Law stops police from taking property

The California state legislature took a step toward reinstating reason and common sense this week when both houses passed Senate Bill SB-443. Now Gov. Jerry Brown has to follow the lead of state senators Ben Hueso and Marty Block as well as assembly members  Lorena Gonzalez and Shirley Weber, along with a majority of their colleagues, by signing the measure into law.

The bill puts handcuffs on state and local cops hoping to steal a few million dollars by seizing people’s assets without proving they committed a crime.

Under the War on Drugs-era civil forfeiture policy, law enforcement agencies had the authority to seize a Californian’s property if they suspected the property had been obtained via unlawful means.

For example, say Jason Nobody was driving down the street and he was pulled over by police. In his glove compartment is an envelope with $2,000 cash because a) Jason doesn’t trust the banking system with his money, b) he was on his way to buy medicine because his heath care plan is horrible or c) it doesn’t matter, it’s his money he can do with it what he wants.
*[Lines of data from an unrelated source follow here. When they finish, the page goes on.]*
use anyhow::{Context, Result};
use log::{info, warn};

use crate::cli::MoveArgs;
use crate::commands::current_dir;
use crate::config::Runtime;

/// Move a TTP file and rewrite `target:` references to its old location in
/// every other discoverable TTP.
pub fn run(rt: Runtime, args: &MoveArgs) -> Result<i32> {
    let repos = rt.repo_collection()?;
    let cwd = current_dir()?;

    let (repo, old_abs) = repos
        .resolve_ref(&args.src)
        .with_context(|| format!("resolving `{}`", args.src))?;
    let old_ref = repo
        .convert_abs_path_to_abs_ref(&old_abs)
        .unwrap_or_else(|_| args.src.clone());

    let new_abs = if args.dst.is_absolute() {
        args.dst.clone()
    } else {
        cwd.join(&args.dst)
    };
    let new_ref = repo
        .convert_abs_path_to_abs_ref(&new_abs)
        .unwrap_or_else(|_| new_abs.display().to_string());

    rt.fs
        .rename(&old_abs, &new_abs)
        .with_context(|| format!("moving {} to {}", old_abs.display(), new_abs.display()))?;
    info!("moved `{old_ref}` to `{new_ref}`");

    let mut rewritten = 0usize;
    for reference in repos.list_ttps().unwrap_or_default() {
        if reference == new_ref {
            continue;
        }
        let Ok((_, path)) = repos.resolve_ref(&reference) else {
            continue;
        };
        let Ok(bytes) = rt.fs.read_file(&path) else {
            continue;
        };
        let Ok(text) = String::from_utf8(bytes) else {
            continue;
        };
        if !text.contains(&old_ref) {
            continue;
        }
        let updated = text.replace(&old_ref, &new_ref);
        if let Err(e) = rt.fs.write_file(&path, updated.as_bytes(), 0o644) {
            warn!("could not rewrite reference in {}: {e}", path.display());
            continue;
        }
        rewritten += 1;
    }
    if rewritten > 0 {
        info!("rewrote {rewritten} reference(s) to `{old_ref}`");
    }
    Ok(0)
}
If an officer suspected Jason’s money was obtained through drug deals, the officer had a right to seize the money.

And because his department would receive a percentage of the seized revenue’s value thanks to incentives provided by federal law enforcement, an argument could be made he had an obligation to make a few bucks for his city and his department.
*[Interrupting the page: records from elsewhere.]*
use std::sync::mpsc;
use std::sync::Arc;
use std::thread;
use std::time::Duration;

use anyhow::{anyhow, Result};
use log::{error, info};
use ttpforge_core::{
    CancellationToken, Engine, ExecutionContext, Filesystem, Platform, RepoCollection, TestCase,
    TtpDocument,
};

use crate::cli::TestArgs;
use crate::commands::{current_dir, load_reference, parse_bound_args};
use crate::config::Runtime;
use crate::output::CliProgress;

const DEFAULT_TIMEOUT: Duration = Duration::from_secs(10);

pub fn run(rt: Runtime, args: &TestArgs) -> Result<i32> {
    let repos = Arc::new(rt.repo_collection()?);
    let cwd = current_dir()?;
    let platform = Platform::current();
    let (doc, _bound) =
        load_reference(&repos, rt.fs.as_ref(), &args.reference, &parse_bound_args(&[])?, &cwd, &platform)?;

    if doc.preamble.tests.is_empty() {
        info!("`{}` declares no tests", doc.preamble.name);
        return Ok(0);
    }

    let mut failed = 0usize;
    for case in &doc.preamble.tests {
        let timeout = args
            .time_out_seconds
            .map(Duration::from_secs)
            .or_else(|| case.timeout_seconds.map(Duration::from_secs))
            .unwrap_or(DEFAULT_TIMEOUT);

        match run_case(&doc, case, &repos, rt.fs.clone(), &cwd, &platform, timeout) {
            Ok(()) => info!("PASS {}", case.name),
            Err(e) => {
                error!("FAIL {}: {e}", case.name);
                failed += 1;
            }
        }
    }

    if failed > 0 {
        Err(anyhow!("{failed} of {} test case(s) failed", doc.preamble.tests.len()))
    } else {
        Ok(0)
    }
}

/// Run one declared test case on a background thread, imposing `timeout`
/// as a wall-clock deadline. Expiry cancels the run the same way an
/// operator interrupt does, then waits for the cooperative shutdown.
fn run_case(
    doc: &TtpDocument,
    case: &TestCase,
    repos: &Arc<RepoCollection>,
    fs: Arc<dyn Filesystem>,
    cwd: &std::path::Path,
    platform: &Platform,
    timeout: Duration,
) -> Result<()> {
    let bound = ttpforge_core::ArgBinder::bind(&doc.preamble.args, &case.args, cwd)
        .map_err(|e| anyhow!("binding args for `{}`: {e}", case.name))?;

    let doc = doc.clone();
    let dry_run = case.dry_run;
    let repos = repos.clone();
    let cwd = cwd.to_path_buf();
    let cancel = CancellationToken::new();
    let cancel_for_thread = cancel.clone();

    let (tx, rx) = mpsc::channel();
    thread::spawn(move || {
        let mut ctx = ExecutionContext::new(cwd, fs);
        ctx.args_bound = bound;
        ctx.repos = Some(repos);
        ctx.dry_run = dry_run;
        ctx.cancel = cancel_for_thread;
        let report = Engine.run_with_progress(&doc, &mut ctx, &CliProgress);
        let _ = tx.send(report);
    });

    let outcome = match rx.recv_timeout(timeout) {
        Ok(outcome) => outcome,
        Err(mpsc::RecvTimeoutError::Timeout) => {
            cancel.cancel();
            return Err(anyhow!("timed out after {timeout:?}"));
        }
        Err(mpsc::RecvTimeoutError::Disconnected) => {
            return Err(anyhow!("worker thread exited without reporting a result"))
        }
    };

    let report = outcome.map_err(|e| anyhow!("{e}"))?;
    if report.skipped {
        return Ok(());
    }

    if let Some(expected) = &case.expected_stdout {
        let actual: String = report
            .steps
            .iter()
            .filter_map(|s| s.output.as_ref())
            .map(|o| o.stdout.as_str())
            .collect();
        if &actual != expected {
            return Err(anyhow!("stdout mismatch: expected {expected:?}, got {actual:?}"));
        }
    }
    Ok(())
}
The problem, however, is that even though Jason had not committed or been convicted of a crime, the $2,000 would be gone, either lost in a bureaucratic maze of reclamation or the cost to recoup too costly once attorney and court fees were paid.

As you might imagine, the ones who suffered most under civil forfeiture laws were poor and working-class people who had the misfortune of being stopped for an infraction but penalized because they looked or acted suspiciously.
From time to time the law did allow police to seize property and cash from drug dealers and other criminal profiteers but any one with a modicum of reason and common sense would agree capturing and selling the belongings of innocent people after casting a wide dragnet for criminal bounty is unfair and wrong.

Last year a similar proposal was beaten to death in the state capitol so it’s not as if there is a dearth of common sense and reason that has sprung up around this issue over night.

Instead what seems to have happened is that law enforcement groups did not lobby vociferously and endlessly against this year’s legislation. Makes you wonder what they got in return.

But for the time being law abiding Californians should rejoice knowing they are much closer to keeping their property safe from unfounded seizure.